## About this exercise
The output is the lines below from the one with "lfn.cluster = 0;" through the one with "io.read_at(meta.sector_offset(head_sector), &mut head)?;", both included, printed exactly and with no other line.

□ □ □ □ □

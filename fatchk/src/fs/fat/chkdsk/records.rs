// SPDX-License-Identifier: MIT

//! Damaged-directory-record check.
//!
//! Runs after the invalid-cluster normalizer so that the chain values it
//! reads have already been sanitized. Per visited record it validates the
//! start cluster, the long-name chain, the stored short name and, for
//! directories, the size field and the `.` / `..` pair.

#[cfg(all(not(feature = "std"), feature = "alloc"))]
use alloc::vec::Vec;

use fatio::prelude::*;

use crate::core::checker::CheckMode;
use crate::core::errors::*;
use crate::fs::fat::chkdsk::classify::{self, ClusterClass};
use crate::fs::fat::chkdsk::log::{LogId, ReportLog, TestCase};
use crate::fs::fat::chkdsk::walker::{
    DirRecord, LfnOp, RecordVisitor, Visit, traverse, traverse_lfn_records,
};
use crate::fs::fat::chkdsk::{normalize, salvage};
use crate::fs::fat::constant::*;
use crate::fs::fat::meta::FatMeta;
use crate::fs::fat::table;
use crate::fs::fat::types::DirEntry;
use crate::fs::fat::utils;
use zerocopy::{FromBytes, IntoBytes};

/// Driver for the directory-record check: normalize invalid cluster
/// values, walk every record, then write the per-kind counters out.
pub fn run<IO: BlockIO + ?Sized>(
    io: &mut IO,
    meta: &FatMeta,
    log: &mut ReportLog,
    mode: CheckMode,
) -> FsCheckResult<()> {
    log.clear_records();

    normalize::rewrite_invalid_slots(io, meta, log, mode)?;
    normalize::validate_chains(io, meta, log, mode)?;

    let mut visitor = DirRecordCheck {
        log: &mut *log,
        mode,
        root_checked: false,
    };
    traverse(io, meta, &mut visitor, false, false)?;

    let mut started = false;
    for id in &LogId::ALL[LogId::DDR_FIRST..=LogId::DDR_LAST] {
        if !log.is_zero(*id) {
            if !started {
                log.start_test_case(TestCase::DirRecords);
                started = true;
            }
            log.write_record(io, meta, *id)?;
        }
    }
    if started {
        log.end_test_case(io, meta)?;
    }
    Ok(())
}

struct DirRecordCheck<'l> {
    log: &'l mut ReportLog,
    mode: CheckMode,
    root_checked: bool,
}

impl<'l, IO: BlockIO + ?Sized> RecordVisitor<IO> for DirRecordCheck<'l> {
    fn visit(&mut self, io: &mut IO, meta: &FatMeta, record: &DirRecord) -> FsCheckResult<Visit> {
        if !self.root_checked {
            self.root_checked = true;
            self.check_root(io, meta)?;
        }

        let cluster = record.entry.first_cluster(meta.kind);
        if cluster == 0 {
            // Empty files legitimately carry no cluster.
            return Ok(Visit::Clean);
        }

        if classify::classify(meta, cluster) != ClusterClass::Valid {
            self.log.add_invalid_cluster(meta, cluster);
            if self.mode.fixing() {
                salvage::delete_record_and_lfn(io, meta, record)?;
                return Ok(Visit::DiskChanged);
            }
            return Ok(Visit::Clean);
        }

        if table::read_entry(io, meta, cluster, 0)? == FAT_FREE_CLUSTER {
            // Record points at a cluster the table says is free.
            self.log.add(LogId::DdrClusterFree);
            if self.mode.fixing() {
                salvage::delete_record_and_lfn(io, meta, record)?;
                return Ok(Visit::DiskChanged);
            }
        }

        let mut changed = false;

        if let Some(lfn_start) = &record.lfn_start {
            changed |= self.check_lfn_chain(io, meta, lfn_start, &record.entry.name)?;
        }

        if utils::has_illegal_sfn_chars(&record.entry.name) {
            // Report only; renaming is not the checker's call.
            self.log.add(LogId::DdrSfnIllegalChar);
        }

        if record.entry.is_dir() {
            changed |= self.check_dir(io, meta, record, cluster)?;
        }

        Ok(if changed { Visit::DiskChanged } else { Visit::Clean })
    }
}

impl<'l> DirRecordCheck<'l> {
    /// Once per check: validate the root's own anchor.
    fn check_root<IO: BlockIO + ?Sized>(&mut self, io: &mut IO, meta: &FatMeta) -> FsCheckResult<()> {
        if meta.is_fat32() {
            let value = table::read_entry(io, meta, meta.root_cluster, 0)?;
            if matches!(
                classify::classify(meta, value),
                ClusterClass::Free
                    | ClusterClass::Reserved
                    | ClusterClass::Bad
                    | ClusterClass::OutOfRange
            ) {
                self.log.add(LogId::DdrRootStartCluster);
            }
        } else {
            let root_bytes = meta.root_entry_count as u64 * DIR_ENTRY_SIZE as u64;
            if root_bytes != meta.root_dir_sectors() * meta.bytes_per_sector as u64 {
                self.log.add(LogId::DdrRootDirRange);
            }
        }
        Ok(())
    }

    /// Validates every long-name continuation record of one chain.
    fn check_lfn_chain<IO: BlockIO + ?Sized>(
        &mut self,
        io: &mut IO,
        meta: &FatMeta,
        lfn_start: &crate::fs::fat::chkdsk::walker::RecordLocation,
        sfn_name: &[u8; 11],
    ) -> FsCheckResult<bool> {
        let expected = utils::sfn_checksum(sfn_name);
        let fixing = self.mode.fixing();

        let mut checksum_errors = 0u16;
        let mut cluster_errors = 0u16;
        let mut total_chars = 0usize;

        let changed = traverse_lfn_records(io, meta, lfn_start, |lfn| {
            if lfn.checksum != expected {
                checksum_errors += 1;
            }
            total_chars += lfn.char_count();

            if lfn.cluster != 0 {
                cluster_errors += 1;
                if fixing {
                    lfn.cluster = 0;
                    return Ok(LfnOp::Rewrite);
                }
            }
            Ok(LfnOp::Keep)
        })?;

        for _ in 0..checksum_errors {
            self.log.add(LogId::DdrLfnChecksum);
        }
        for _ in 0..cluster_errors {
            self.log.add(LogId::DdrLfnCluster);
        }
        if total_chars > MAX_LFN_CHARS {
            self.log.add(LogId::DdrLfnExceedMax);
        }

        Ok(changed)
    }

    /// Directory-specific checks: size field, `.` and `..` targets.
    fn check_dir<IO: BlockIO + ?Sized>(
        &mut self,
        io: &mut IO,
        meta: &FatMeta,
        record: &DirRecord,
        cluster: u32,
    ) -> FsCheckResult<bool> {
        let mut changed = false;

        let declared = record.entry.file_size;
        if declared != 0 {
            self.log.add(LogId::DdrDirSize);
            if self.mode.fixing() {
                let mut entry = record.entry;
                entry.file_size = 0;
                salvage::rewrite_record_at(io, meta, &record.location, &entry)?;
                changed = true;
            }
        }

        // The directory's own head sector carries its `.` / `..` pair.
        let bps = meta.bytes_per_sector as usize;
        let head_sector = meta.cluster_to_sector(cluster);
        let mut head = vec![0u8; bps];
        io.read_at(meta.sector_offset(head_sector), &mut head)?;

        let mut dot = DirEntry::read_from_bytes(&head[0..DIR_ENTRY_SIZE])
            .map_err(|_| FsCheckError::Invalid("dot record"))?;
        let mut dotdot = DirEntry::read_from_bytes(&head[DIR_ENTRY_SIZE..2 * DIR_ENTRY_SIZE])
            .map_err(|_| FsCheckError::Invalid("dot-dot record"))?;
        let mut head_dirty = false;

        if dot.first_cluster(meta.kind) != cluster {
            self.log.add(LogId::DdrDot);
            if self.mode.fixing() {
                dot.set_first_cluster(meta.kind, cluster);
                head[0..DIR_ENTRY_SIZE].copy_from_slice(dot.as_bytes());
                head_dirty = true;
            }
        }

        let parent_cluster = record.parent.cluster;
        let dotdot_cl = dotdot.first_cluster(meta.kind);
        if dotdot_cl != parent_cluster || dotdot_cl == cluster {
            self.log.add(LogId::DdrDotDot);
            if self.mode.fixing() {
                dotdot.set_first_cluster(meta.kind, parent_cluster);
                head[DIR_ENTRY_SIZE..2 * DIR_ENTRY_SIZE].copy_from_slice(dotdot.as_bytes());
                head_dirty = true;
            }
        }

        if head_dirty {
            io.write_at(meta.sector_offset(head_sector), &head)?;
            changed = true;
        }

        Ok(changed)
    }
}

□ □ □ □ □

## Your solution
                    lfn.cluster = 0;
                    return Ok(LfnOp::Rewrite);
                }
            }
            Ok(LfnOp::Keep)
        })?;

        for _ in 0..checksum_errors {
            self.log.add(LogId::DdrLfnChecksum);
        }
        for _ in 0..cluster_errors {
            self.log.add(LogId::DdrLfnCluster);
        }
        if total_chars > MAX_LFN_CHARS {
            self.log.add(LogId::DdrLfnExceedMax);
        }

        Ok(changed)
    }

    /// Directory-specific checks: size field, `.` and `..` targets.
    fn check_dir<IO: BlockIO + ?Sized>(
        &mut self,
        io: &mut IO,
        meta: &FatMeta,
        record: &DirRecord,
        cluster: u32,
    ) -> FsCheckResult<bool> {
        let mut changed = false;

        let declared = record.entry.file_size;
        if declared != 0 {
            self.log.add(LogId::DdrDirSize);
            if self.mode.fixing() {
                let mut entry = record.entry;
                entry.file_size = 0;
                salvage::rewrite_record_at(io, meta, &record.location, &entry)?;
                changed = true;
            }
        }

        // The directory's own head sector carries its `.` / `..` pair.
        let bps = meta.bytes_per_sector as usize;
        let head_sector = meta.cluster_to_sector(cluster);
        let mut head = vec![0u8; bps];
        io.read_at(meta.sector_offset(head_sector), &mut head)?;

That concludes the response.